The sudden suspension of tourism throughout the Pacific due to COVID-19 will have acute and far-reaching impacts on the economies in the region. Revenues will be greatly reduced across the region and the United States and Japan need to address impending economic stresses that will likely exacerbate existing trends. The alliance should expand its role in offering alternatives to China’s Belt and Road and help ameliorate debt burdens across the Pacific region. Tokyo and Washington could play a leading role in refinancing Chinese loans on more favorable terms. Such actions could relieve indebtedness to China and limit China’s strategic and political leverage with PICs.

The United States and Japan should be leaders in the Pacific with implementing the G20s Debt Service Suspension Initiative and provide debt relief to eligible countries requesting such support. Both nations should act as resources for PIC governments providing advice and budget support when requested. Investment in high-quality infrastructure projects together, and with partner countries, in schemes like the Papua New Guinea Electrification Partnership is a model that should be replicated. Narrowing distances and the disadvantages of isolation in the Pacific through the much-needed upgrading of communication technologies is also a key area where the United States and Japan must continue to lead, as they (along with Australia) are doing with the extension of the trans-Pacific cable line to Palau.[61] Working with New Zealand, Great Britain, and France on multiple levels will help achieve the alliance’s strategic objectives in concert with PICs.

Economic pressures exacerbated by COVID-19 will also impact a number of significant land transactions occurring throughout the Pacific region that may put major landholdings under Chinese ownership. The United States and Japan could play a role in providing alternatives to the relinquishment of considerable Pacific Island territory to Chinese interests. Involving conservation organizations to purchase lands or developing other forms of revenue raising will provide a critical intervention to help circumvent another wave of indigenous dispossession.

The United States and Japan must continue, along with their partner countries, to vigorously counter Chinese activities in the Pacific to preserve local autonomy and further shared interests, values, and deep historical ties. They should both continue to be prominent defenders of the sovereignty of PICs, as well as press freedoms and freedoms of speech, as these rights are challenged in a number of PICs. There may be a role for the United States House Democracy Committee to play. Japan could expand its Pacific Leaders’ Educational Assistance for Development of State, launched in 2015, to foster upcoming leaders beyond those of the nine PICs currently eligible.[62] Japan and the United States could also offer to help deescalate tensions in West Papua. This is an ongoing issue that continues to vex regional relations due to claims of human rights violations. The United States and Japan should also play a more active role in financing and assisting the negotiations between Papua New Guinea and Bougainville following the recent vote for independence.

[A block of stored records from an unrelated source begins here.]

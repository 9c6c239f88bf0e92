use chrono::{Datelike, NaiveDate};

const WEEKDAYS: [&str; 7] = ["ראשון", "שני", "שלישי", "רביעי", "חמישי", "שישי", "שבת"];

/// `{jour} תאריך : j.m.aa`, semaine commençant le dimanche.
pub fn hebrew_date(date: NaiveDate) -> String {
    let day_name = WEEKDAYS[date.weekday().num_days_from_sunday() as usize];
    format!(
        "{day_name} תאריך : {}.{}.{:02}",
        date.day(),
        date.month(),
        date.year().rem_euclid(100)
    )
}

pub fn roster_title(date: NaiveDate) -> String {
    format!("סידור-עבודה כללי : {}", hebrew_date(date))
}
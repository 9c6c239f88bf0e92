use super::{GridRenderer, RenderError, RosterDocument};
use crate::layout::{AmbulanceCell, ShiftCell, StationGroup};
use crate::model::ShiftKind;
use serde::Serialize;

const HEADER_FILL: &str = "#d9d9d9";
const SPECIAL_FILL: &str = "#e0e0e0";
const UNFILLED_FILL: &str = "#ff0000";
const BLANK_FILL: &str = "#000000";

/// Dimensions de page et de colonnes, en points.
#[derive(Debug, Clone, Copy, PartialEq)]
pub struct PrintOptions {
    pub page_width: f32,
    pub page_height: f32,
    pub margin: f32,
    pub title_height: f32,
    pub row_height: f32,
    pub station_width: f32,
    pub role_width: f32,
    pub name_width: f32,
    pub number_width: f32,
}

impl Default for PrintOptions {
    fn default() -> Self {
        // A4 paysage
        Self {
            page_width: 842.0,
            page_height: 595.0,
            margin: 28.0,
            title_height: 30.0,
            row_height: 20.0,
            station_width: 80.0,
            role_width: 80.0,
            name_width: 100.0,
            number_width: 45.0,
        }
    }
}

impl PrintOptions {
    fn shift_width(&self) -> f32 {
        self.role_width + self.name_width + self.number_width
    }

    fn shift_x(&self, kind: ShiftKind) -> f32 {
        self.margin + self.station_width + self.shift_width() * kind.index() as f32
    }

    fn bottom(&self) -> f32 {
        self.page_height - self.margin
    }
}

/// Rectangle positionné, avec texte centré et remplissage éventuel.
#[derive(Debug, Clone, PartialEq, Serialize)]
pub struct PrintBox {
    pub x: f32,
    pub y: f32,
    pub width: f32,
    pub height: f32,
    pub text: String,
    #[serde(skip_serializing_if = "Option::is_none")]
    pub fill: Option<String>,
    pub bold: bool,
}

#[derive(Debug, Clone, PartialEq, Serialize)]
pub struct PrintPage {
    pub number: usize,
    pub boxes: Vec<PrintBox>,
}

#[derive(Debug, Clone, PartialEq, Serialize)]
pub struct PrintLayout {
    pub width: f32,
    pub height: f32,
    pub pages: Vec<PrintPage>,
}

/// Plan de boîtes paginé, sérialisé en JSON : entrée d'un générateur PDF,
/// qui n'a pas de fusion de cellules native.
#[derive(Debug, Default, Clone, Copy)]
pub struct PrintRenderer {
    pub options: PrintOptions,
}

impl GridRenderer for PrintRenderer {
    fn render(&self, doc: &RosterDocument<'_>) -> Result<Vec<u8>, RenderError> {
        Ok(serde_json::to_vec_pretty(&layout_pages(doc, &self.options))?)
    }
}

impl PrintBox {
    fn new(x: f32, y: f32, width: f32, height: f32, text: &str) -> Self {
        Self {
            x,
            y,
            width,
            height,
            text: text.to_string(),
            fill: None,
            bold: false,
        }
    }

    fn fill(mut self, color: &str) -> Self {
        self.fill = Some(color.to_string());
        self
    }

    fn bold(mut self) -> Self {
        self.bold = true;
        self
    }

    fn header(x: f32, y: f32, width: f32, height: f32, text: &str) -> Self {
        Self::new(x, y, width, height, text).fill(HEADER_FILL).bold()
    }
}

struct PageCursor<'o> {
    opts: &'o PrintOptions,
    pages: Vec<PrintPage>,
    y: f32,
    has_station: bool,
}

impl<'o> PageCursor<'o> {
    fn new(opts: &'o PrintOptions) -> Self {
        Self {
            opts,
            pages: Vec::new(),
            y: opts.margin,
            has_station: false,
        }
    }

    fn push(&mut self, b: PrintBox) {
        if let Some(page) = self.pages.last_mut() {
            page.boxes.push(b);
        }
    }

    fn new_page(&mut self) {
        let number = self.pages.len() + 1;
        self.pages.push(PrintPage {
            number,
            boxes: Vec::new(),
        });
        self.y = self.opts.margin;
        self.has_station = false;
    }

    fn header(&mut self) {
        let o = self.opts;
        let h = o.row_height;
        let y = self.y;
        self.push(PrintBox::header(o.margin, y, o.station_width, h * 2.0, "תחנה"));
        for kind in ShiftKind::ALL {
            let x = o.shift_x(kind);
            let name_x = x + o.role_width;
            let number_x = name_x + o.name_width;
            self.push(PrintBox::header(x, y, o.shift_width(), h, kind.label()));
            self.push(PrintBox::header(x, y + h, o.role_width, h, "משימה"));
            self.push(PrintBox::header(name_x, y + h, o.name_width, h, "שם"));
            self.push(PrintBox::header(number_x, y + h, o.number_width, h, "אמבולנס"));
        }
        self.y += h * 2.0;
    }

    fn station(&mut self, station: &StationGroup) {
        let o = self.opts;
        let h = o.row_height;
        let group_height = h * station.row_count() as f32;
        if self.has_station && self.y + group_height > o.bottom() {
            self.new_page();
            self.header();
        }

        let top = self.y;
        let name = PrintBox::header(o.margin, top, o.station_width, group_height, &station.name);
        self.push(name);
        for (idx, row) in station.rows.iter().enumerate() {
            let y = top + h * idx as f32;
            for kind in ShiftKind::ALL {
                self.cell(o.shift_x(kind), y, row.cell(kind));
            }
        }
        self.y = top + group_height;
        self.has_station = true;
    }

    fn cell(&mut self, x: f32, y: f32, cell: &ShiftCell) {
        let o = self.opts;
        let h = o.row_height;
        let name_x = x + o.role_width;
        let number_x = name_x + o.name_width;
        match cell {
            ShiftCell::Blank => {
                self.push(PrintBox::new(x, y, o.role_width, h, "").fill(BLANK_FILL));
                self.push(PrintBox::new(name_x, y, o.name_width, h, "").fill(BLANK_FILL));
                self.push(PrintBox::new(number_x, y, o.number_width, h, "").fill(BLANK_FILL));
            }
            ShiftCell::Annotation { label } => {
                let b = PrintBox::new(x, y, o.shift_width(), h, label);
                self.push(b.fill(SPECIAL_FILL).bold());
            }
            ShiftCell::Slot {
                role,
                occupant,
                unfilled,
                ambulance,
                ..
            } => {
                self.push(PrintBox::new(x, y, o.role_width, h, role));
                let mut name = PrintBox::new(name_x, y, o.name_width, h, occupant);
                if *unfilled {
                    name = name.fill(UNFILLED_FILL);
                }
                self.push(name);
                match ambulance {
                    AmbulanceCell::Single(value) => {
                        self.push(PrintBox::new(number_x, y, o.number_width, h, value).bold());
                    }
                    AmbulanceCell::Span { value, span } => {
                        let height = h * (*span).max(1) as f32;
                        let b = PrintBox::new(number_x, y, o.number_width, height, value);
                        self.push(b.bold());
                    }
                    AmbulanceCell::Covered => {}
                }
            }
        }
    }
}

/// Calcule les pages : titre sur la première, en-tête répété sur chacune,
/// jamais de station coupée entre deux pages.
pub fn layout_pages(doc: &RosterDocument<'_>, opts: &PrintOptions) -> PrintLayout {
    let mut cursor = PageCursor::new(opts);
    cursor.new_page();

    let width = opts.station_width + opts.shift_width() * 3.0;
    let title = PrintBox::new(opts.margin, opts.margin, width, opts.title_height, &doc.title());
    cursor.push(title.fill("#f0f0f0").bold());
    cursor.y += opts.title_height + 10.0;
    cursor.header();

    for station in &doc.grid.stations {
        cursor.station(station);
    }

    PrintLayout {
        width: opts.page_width,
        height: opts.page_height,
        pages: cursor.pages,
    }
}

The United States could play a significant role in addressing the area of disability rights, a priority issue for the Pacific Islands Forum given that nearly 15% of the Pacific Islands population (1.7 million) live with disabilities. The United States is a world leader in this area and as Japan adopted the United Nations Convention on the Rights of Persons with Disabilities in 2014, it could also impart valuable knowledge and expertise given its recent experiences.[63]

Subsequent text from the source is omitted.